カートゥーン・ネットワーク局は『DBZ』を目玉番組として扱ってくれたおかげで視聴者もたくさんつき、大人気番組として注目を集めるに至りました。『セラムン』は女の子以外には支持されにくいし、『ロボテック』は大河ドラマなので話を追うのが面倒という弱点がありましたが、『DBZ』は格好良くてしかもそんなに難しくない番組であるのが強みです。登場人物たちはいずれも非常に分かりやすく、物語についても途中よりの視聴でも楽についていけるように作られています。
『セラムン』のように男性視聴者にとって観るのが照れるような番組でもありません。
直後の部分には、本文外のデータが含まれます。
//! Capture Runtime Configuration
//!
//! Typed, validated knobs for the pieces of the runtime a host application
//! is expected to tune: the device-facing stream shape and the hand-off
//! between the real-time producer and the cooperative sink pool. Loading
//! these from disk or the environment is left to the host; this module only
//! owns the typed structs, their validation, and a couple of named presets.

use serde::{Deserialize, Serialize};

use crate::format::AudioFormat;

/// Shape of the device-facing stream: what a [`crate::device::DeviceOpener`]
/// is asked to open.
#[derive(Debug, Clone, Serialize, Deserialize)]
pub struct StreamConfig {
    /// Sample rate in Hz (e.g., 44100, 48000, 96000)
    pub sample_rate: u32,

    /// Number of audio channels (1 = mono, 2 = stereo)
    pub channels: u16,

    /// Buffer size in frames (lower = less latency, higher = more stability)
    pub buffer_size: u32,
}

impl Default for StreamConfig {
    fn default() -> Self {
        Self {
            sample_rate: 48000,
            channels: 2,
            buffer_size: 512,
        }
    }
}

impl StreamConfig {
    /// Calculate latency in milliseconds for this configuration
    pub fn latency_ms(&self) -> f32 {
        (self.buffer_size as f32 / self.sample_rate as f32) * 1000.0
    }

    /// Calculate bytes per frame (for buffer sizing)
    pub fn bytes_per_frame(&self) -> usize {
        // f32 samples * channels
        4 * self.channels as usize
    }

    /// Validate configuration
    pub fn validate(&self) -> Result<(), String> {
        if self.sample_rate < 8000 || self.sample_rate > 192000 {
            return Err(format!("Invalid sample rate: {}", self.sample_rate));
        }
        if self.channels == 0 || self.channels > 8 {
            return Err(format!("Invalid channel count: {}", self.channels));
        }
        if self.buffer_size < 32 || self.buffer_size > 8192 {
            return Err(format!("Invalid buffer size: {}", self.buffer_size));
        }
        Ok(())
    }

    /// The `AudioFormat` a session negotiates toward when a caller asks for
    /// "the configured format" instead of supplying one explicitly. Always
    /// float32, non-interleaved, matching [`AudioFormat::default_format`]'s
    /// shape for every rate/channel combination this config allows.
    pub fn to_audio_format(&self) -> AudioFormat {
        AudioFormat::new(self.sample_rate as f64, self.channels, 32, true, false)
    }
}

/// Overall capture runtime configuration, owned by a [`crate::kit::Kit`].
#[derive(Debug, Clone, Serialize, Deserialize)]
pub struct EngineConfig {
    /// Stream configuration
    pub stream: StreamConfig,

    /// Hand-off queue capacity, in frames, between the real-time producer
    /// and the cooperative sink pool (should be a multiple of
    /// `stream.buffer_size`).
    pub ring_buffer_frames: usize,

    /// Upper bound on buffers a `ConvertingCollector`/`MixingCoordinator`
    /// retains before dropping the oldest.
    pub max_buffers: usize,

    /// Whether `Kit::bootstrap` should start a default-format capture
    /// session as soon as the kit is constructed.
    pub auto_start: bool,
}

impl Default for EngineConfig {
    fn default() -> Self {
        Self {
            stream: StreamConfig::default(),
            // 4 buffers worth of ring buffer capacity
            ring_buffer_frames: 512 * 4,
            max_buffers: 64,
            auto_start: false,
        }
    }
}

impl EngineConfig {
    /// Create config optimized for low latency
    pub fn low_latency() -> Self {
        Self {
            stream: StreamConfig {
                sample_rate: 48000,
                channels: 2,
                buffer_size: 128, // ~2.6ms latency
            },
            ring_buffer_frames: 128 * 8,
            max_buffers: 32,
            auto_start: false,
        }
    }

    /// Create config optimized for stability
    pub fn stable() -> Self {
        Self {
            stream: StreamConfig {
                sample_rate: 48000,
                channels: 2,
                buffer_size: 1024, // ~21ms latency
            },
            ring_buffer_frames: 1024 * 4,
            max_buffers: 128,
            auto_start: false,
        }
    }

    /// Producer/sink hand-off queue capacity, expressed in whole device
    /// callbacks rather than raw frames, and never less than one.
    pub fn queue_capacity(&self) -> usize {
        (self.ring_buffer_frames / self.stream.buffer_size.max(1) as usize).max(1)
    }

    /// The format a session negotiates toward when none is supplied
    /// explicitly.
    pub fn default_format(&self) -> AudioFormat {
        self.stream.to_audio_format()
    }
}

#[cfg(test)]
mod tests {
    use super::*;

    #[test]
    fn test_default_config() {
        let config = StreamConfig::default();
        assert_eq!(config.sample_rate, 48000);
        assert_eq!(config.channels, 2);
        assert_eq!(config.buffer_size, 512);
    }

    #[test]
    fn test_latency_calculation() {
        let config = StreamConfig {
            sample_rate: 48000,
            channels: 2,
            buffer_size: 480, // Exactly 10ms at 48kHz
        };
        let latency = config.latency_ms();
        assert!((latency - 10.0).abs() < 0.01);
    }

    #[test]
    fn test_bytes_per_frame() {
        let stereo = StreamConfig {
            sample_rate: 48000,
            channels: 2,
            buffer_size: 512,
        };
        assert_eq!(stereo.bytes_per_frame(), 8); // 2 channels * 4 bytes (f32)

        let mono = StreamConfig {
            sample_rate: 48000,
            channels: 1,
            buffer_size: 512,
        };
        assert_eq!(mono.bytes_per_frame(), 4);
    }

    #[test]
    fn test_validation() {
        let valid = StreamConfig::default();
        assert!(valid.validate().is_ok());

        let invalid_rate = StreamConfig {
            sample_rate: 100,
            ..Default::default()
        };
        assert!(invalid_rate.validate().is_err());

        let invalid_channels = StreamConfig {
            channels: 0,
            ..Default::default()
        };
        assert!(invalid_channels.validate().is_err());

        let invalid_buffer = StreamConfig {
            buffer_size: 10,
            ..Default::default()
        };
        assert!(invalid_buffer.validate().is_err());
    }

    #[test]
    fn test_preset_configs() {
        let low_latency = EngineConfig::low_latency();
        let stable = EngineConfig::stable();

        assert!(low_latency.stream.buffer_size < stable.stream.buffer_size);
        assert!(low_latency.stream.latency_ms() < stable.stream.latency_ms());
    }

    #[test]
    fn test_config_serialization() {
        let config = EngineConfig::default();
        let json = serde_json::to_string(&config).unwrap();
        let deserialized: EngineConfig = serde_json::from_str(&json).unwrap();

        assert_eq!(config.stream.sample_rate, deserialized.stream.sample_rate);
        assert_eq!(config.stream.channels, deserialized.stream.channels);
    }

    #[test]
    fn queue_capacity_derives_whole_callbacks_from_ring_buffer_frames() {
        let config = EngineConfig {
            ring_buffer_frames: 2048,
            stream: StreamConfig {
                buffer_size: 512,
                ..StreamConfig::default()
            },
            ..EngineConfig::default()
        };
        assert_eq!(config.queue_capacity(), 4);
    }

    #[test]
    fn queue_capacity_never_drops_below_one() {
        let config = EngineConfig {
            ring_buffer_frames: 10,
            stream: StreamConfig {
                buffer_size: 512,
                ..StreamConfig::default()
            },
            ..EngineConfig::default()
        };
        assert_eq!(config.queue_capacity(), 1);
    }

    #[test]
    fn default_format_matches_stream_config() {
        let config = EngineConfig::default();
        let format = config.default_format();
        assert_eq!(format.sample_rate, 48000.0);
        assert_eq!(format.channel_count, 2);
        assert!(format.is_float);
        assert!(!format.is_interleaved);
    }
}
なにしろマッチョな格闘が『DBZ』の売りなのですから。
『DBZ』のカートゥーン・ネットワーク局での放映以前にもANIMEはいくつも放映されていたわけですが、いずれも単発的な人気にとどまり広く視聴者を獲得するには至らずに終わっています。『DBZ』以前の番組はつかめる視聴者も少なく、つかめても広い層に人気が広がることはありませんでした。
しかしながら同局による『DBZ』放映によってようやくすべてがそろったのだと言えます。これ以前にすでに30年にわたって日本製番組は放映されていたことからも、早かれ遅かれどれかの番組がきっかけでANIME人気はブレイクしていたと思います。たまたまそれが『DBZ』だったのです。
この’98年には『ポケモン』も米国デビューを果たしており、その後の大人気ぶりについてはご承知の通りなのですが、それでも『DBZ』の功績はまた別格だと思います。アニメーションであっても漫画チックでない人格を備えた人物たちや生々しい暴力(スーパーマンではなく生身の人間がこれも生身の人間相手に物理的に殴りかかったりする)が描かれうることを米国人相手に広く知らしめたのは大きいことでした。
『ポケモン』はジャパニーズ・アニメーションへの関心を大いに呼び覚ましはしましたが、『DBZ』は米国のTV視聴者にたいして日本製アニメーションは米国のものとは根本から異なるものであることを広く知らしめたという点で画期的であったと言えそうです。
訳注 『ロボテック』については"原型をとどめないほどにずたずたにされたものが’80年代には平然と放映・発売されていたそうですが”参照。『ボルトロン』は東映製作の『百獣王ゴライオン』と『機甲艦隊ダイラガーXV』を再編集で一本にしたシリーズ。'84-'85年放映。これの超合金おもちゃが『トランスフォーマー』とともに当時米国では大当たりした。『テッカマン』も'84-'85年に放映されたが放映は十数局にとどまった。それから原文でジョンは『Teknoman』としているが、これは'90年代に放映された『テッカマンブレード』のほうの英語題。『ドラゴンクエスト』は『Dragon
Worrior』の題で90年に放映された。